> THE DATA:

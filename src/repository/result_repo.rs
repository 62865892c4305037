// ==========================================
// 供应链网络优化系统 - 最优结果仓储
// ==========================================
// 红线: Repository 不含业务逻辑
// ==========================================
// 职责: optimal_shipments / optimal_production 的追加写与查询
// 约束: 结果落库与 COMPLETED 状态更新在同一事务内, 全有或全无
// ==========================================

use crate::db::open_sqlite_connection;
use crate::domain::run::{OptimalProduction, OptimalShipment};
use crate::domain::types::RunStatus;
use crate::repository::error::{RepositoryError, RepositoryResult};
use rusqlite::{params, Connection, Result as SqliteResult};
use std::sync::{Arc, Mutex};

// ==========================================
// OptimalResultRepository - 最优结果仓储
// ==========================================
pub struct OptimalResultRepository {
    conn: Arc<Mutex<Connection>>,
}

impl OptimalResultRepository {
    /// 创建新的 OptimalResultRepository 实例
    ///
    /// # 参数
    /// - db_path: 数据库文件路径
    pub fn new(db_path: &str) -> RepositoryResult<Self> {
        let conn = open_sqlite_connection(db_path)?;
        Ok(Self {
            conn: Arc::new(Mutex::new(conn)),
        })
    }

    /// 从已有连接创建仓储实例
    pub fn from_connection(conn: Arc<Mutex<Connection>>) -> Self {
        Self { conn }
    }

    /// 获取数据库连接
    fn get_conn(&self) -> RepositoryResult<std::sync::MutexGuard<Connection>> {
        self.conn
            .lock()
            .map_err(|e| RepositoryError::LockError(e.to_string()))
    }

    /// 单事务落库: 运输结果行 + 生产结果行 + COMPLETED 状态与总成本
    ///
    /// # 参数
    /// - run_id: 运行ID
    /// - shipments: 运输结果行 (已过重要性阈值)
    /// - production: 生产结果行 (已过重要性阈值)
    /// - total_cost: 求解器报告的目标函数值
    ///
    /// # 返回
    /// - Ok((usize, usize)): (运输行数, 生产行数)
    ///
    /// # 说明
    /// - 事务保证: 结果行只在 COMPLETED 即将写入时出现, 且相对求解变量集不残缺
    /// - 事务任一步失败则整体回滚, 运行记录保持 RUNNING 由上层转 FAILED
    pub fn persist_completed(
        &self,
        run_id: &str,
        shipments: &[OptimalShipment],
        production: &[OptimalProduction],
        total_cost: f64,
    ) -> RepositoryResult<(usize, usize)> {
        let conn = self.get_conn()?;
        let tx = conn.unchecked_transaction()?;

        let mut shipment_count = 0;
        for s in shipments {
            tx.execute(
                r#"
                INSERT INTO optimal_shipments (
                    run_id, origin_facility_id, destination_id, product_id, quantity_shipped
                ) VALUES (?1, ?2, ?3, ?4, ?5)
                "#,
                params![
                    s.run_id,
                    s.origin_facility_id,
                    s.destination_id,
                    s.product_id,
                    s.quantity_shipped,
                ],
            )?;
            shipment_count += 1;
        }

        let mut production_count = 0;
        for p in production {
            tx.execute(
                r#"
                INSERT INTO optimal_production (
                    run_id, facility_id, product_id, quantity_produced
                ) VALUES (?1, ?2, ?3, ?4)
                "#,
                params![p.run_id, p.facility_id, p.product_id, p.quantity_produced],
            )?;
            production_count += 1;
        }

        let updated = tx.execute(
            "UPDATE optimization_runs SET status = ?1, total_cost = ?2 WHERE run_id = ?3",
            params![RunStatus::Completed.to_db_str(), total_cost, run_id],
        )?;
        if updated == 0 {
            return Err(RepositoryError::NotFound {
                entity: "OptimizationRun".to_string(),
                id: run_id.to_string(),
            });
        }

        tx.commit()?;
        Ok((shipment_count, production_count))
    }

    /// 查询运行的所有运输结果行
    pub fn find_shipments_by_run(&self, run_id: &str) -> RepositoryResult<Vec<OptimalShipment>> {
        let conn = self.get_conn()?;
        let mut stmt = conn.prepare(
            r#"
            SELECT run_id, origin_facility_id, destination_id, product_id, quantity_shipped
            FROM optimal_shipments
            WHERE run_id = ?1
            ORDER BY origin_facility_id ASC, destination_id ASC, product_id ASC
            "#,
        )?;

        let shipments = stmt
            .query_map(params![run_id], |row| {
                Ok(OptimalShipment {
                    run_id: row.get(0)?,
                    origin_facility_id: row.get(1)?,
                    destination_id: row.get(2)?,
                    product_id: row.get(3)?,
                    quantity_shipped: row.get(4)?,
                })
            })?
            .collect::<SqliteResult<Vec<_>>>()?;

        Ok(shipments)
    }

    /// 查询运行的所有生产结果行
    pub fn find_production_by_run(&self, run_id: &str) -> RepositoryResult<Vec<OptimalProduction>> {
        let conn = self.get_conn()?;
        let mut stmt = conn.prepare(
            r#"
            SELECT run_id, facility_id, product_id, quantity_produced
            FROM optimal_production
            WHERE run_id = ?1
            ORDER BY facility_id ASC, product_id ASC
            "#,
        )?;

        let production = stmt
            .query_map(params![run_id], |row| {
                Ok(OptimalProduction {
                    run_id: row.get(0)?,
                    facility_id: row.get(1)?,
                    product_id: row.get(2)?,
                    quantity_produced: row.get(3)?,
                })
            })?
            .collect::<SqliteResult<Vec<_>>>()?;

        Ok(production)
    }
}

> PROBLEM DESCRIPTION: Could you retype every record above exactly as it appears?

> RESPONSE TO THE EXERCISE:
filename src/repository/result_repo.rs
repository 62865892c4305037
// ==========================================
// 供应链网络优化系统 - 最优结果仓储
// ==========================================
// 红线: Repository 不含业务逻辑
// ==========================================
// 职责: optimal_shipments / optimal_production 的追加写与查询
// 约束: 结果落库与 COMPLETED 状态更新在同一事务内, 全有或全无
// ==========================================

use crate::db::open_sqlite_connection;
use crate::domain::run::{OptimalProduction, OptimalShipment};
use crate::domain::types::RunStatus;
use crate::repository::error::{RepositoryError, RepositoryResult};
use rusqlite::{params, Connection, Result as SqliteResult};
use std::sync::{Arc, Mutex};

// ==========================================
// OptimalResultRepository - 最优结果仓储
// ==========================================
pub struct OptimalResultRepository {
    conn: Arc<Mutex<Connection>>,
}

impl OptimalResultRepository {
    /// 创建新的 OptimalResultRepository 实例
    ///
    /// # 参数
    /// - db_path: 数据库文件路径
    pub fn new(db_path: &str) -> RepositoryResult<Self> {
        let conn = open_sqlite_connection(db_path)?;
        Ok(Self {
            conn: Arc::new(Mutex::new(conn)),
        })
    }

    /// 从已有连接创建仓储实例
    pub fn from_connection(conn: Arc<Mutex<Connection>>) -> Self {
        Self { conn }
    }

    /// 获取数据库连接
    fn get_conn(&self) -> RepositoryResult<std::sync::MutexGuard<Connection>> {
        self.conn
            .lock()
            .map_err(|e| RepositoryError::LockError(e.to_string()))
    }

    /// 单事务落库: 运输结果行 + 生产结果行 + COMPLETED 状态与总成本
    ///
    /// # 参数
    /// - run_id: 运行ID
    /// - shipments: 运输结果行 (已过重要性阈值)
    /// - production: 生产结果行 (已过重要性阈值)
    /// - total_cost: 求解器报告的目标函数值
    ///
    /// # 返回
    /// - Ok((usize, usize)): (运输行数, 生产行数)
    ///
    /// # 说明
    /// - 事务保证: 结果行只在 COMPLETED 即将写入时出现, 且相对求解变量集不残缺
    /// - 事务任一步失败则整体回滚, 运行记录保持 RUNNING 由上层转 FAILED
    pub fn persist_completed(
        &self,
        run_id: &str,
        shipments: &[OptimalShipment],
        production: &[OptimalProduction],
        total_cost: f64,
    ) -> RepositoryResult<(usize, usize)> {
        let conn = self.get_conn()?;
        let tx = conn.unchecked_transaction()?;

        let mut shipment_count = 0;
        for s in shipments {
            tx.execute(
                r#"
                INSERT INTO optimal_shipments (
                    run_id, origin_facility_id, destination_id, product_id, quantity_shipped
                ) VALUES (?1, ?2, ?3, ?4, ?5)
                "#,
                params![
                    s.run_id,
                    s.origin_facility_id,
                    s.destination_id,
                    s.product_id,
                    s.quantity_shipped,
                ],
            )?;
            shipment_count += 1;
        }

        let mut production_count = 0;
        for p in production {
            tx.execute(
                r#"
                INSERT INTO optimal_production (
                    run_id, facility_id, product_id, quantity_produced
                ) VALUES (?1, ?2, ?3, ?4)
                "#,
                params![p.run_id, p.facility_id, p.product_id, p.quantity_produced],
            )?;
            production_count += 1;
        }

        let updated = tx.execute(
            "UPDATE optimization_runs SET status = ?1, total_cost = ?2 WHERE run_id = ?3",
            params![RunStatus::Completed.to_db_str(), total_cost, run_id],
        )?;
        if updated == 0 {
            return Err(RepositoryError::NotFound {
                entity: "OptimizationRun".to_string(),
                id: run_id.to_string(),
            });
        }

        tx.commit()?;
        Ok((shipment_count, production_count))
    }

    /// 查询运行的所有运输结果行
    pub fn find_shipments_by_run(&self, run_id: &str) -> RepositoryResult<Vec<OptimalShipment>> {
        let conn = self.get_conn()?;
        let mut stmt = conn.prepare(
            r#"
            SELECT run_id, origin_facility_id, destination_id, product_id, quantity_shipped
            FROM optimal_shipments
            WHERE run_id = ?1
            ORDER BY origin_facility_id ASC, destination_id ASC, product_id ASC
            "#,
        )?;

        let shipments = stmt
            .query_map(params![run_id], |row| {
                Ok(OptimalShipment {
                    run_id: row.get(0)?,
                    origin_facility_id: row.get(1)?,
                    destination_id: row.get(2)?,
                    product_id: row.get(3)?,
                    quantity_shipped: row.get(4)?,
                })
            })?
            .collect::<SqliteResult<Vec<_>>>()?;

        Ok(shipments)
    }

    /// 查询运行的所有生产结果行
    pub fn find_production_by_run(&self, run_id: &str) -> RepositoryResult<Vec<OptimalProduction>> {
        let conn = self.get_conn()?;
        let mut stmt = conn.prepare(
            r#"
            SELECT run_id, facility_id, product_id, quantity_produced
            FROM optimal_production
            WHERE run_id = ?1
            ORDER BY facility_id ASC, product_id ASC
            "#,
        )?;

        let production = stmt
            .query_map(params![run_id], |row| {
                Ok(OptimalProduction {
                    run_id: row.get(0)?,
                    facility_id: row.get(1)?,
                    product_id: row.get(2)?,
                    quantity_produced: row.get(3)?,
                })
            })?
            .collect::<SqliteResult<Vec<_>>>()?;

        Ok(production)
    }
}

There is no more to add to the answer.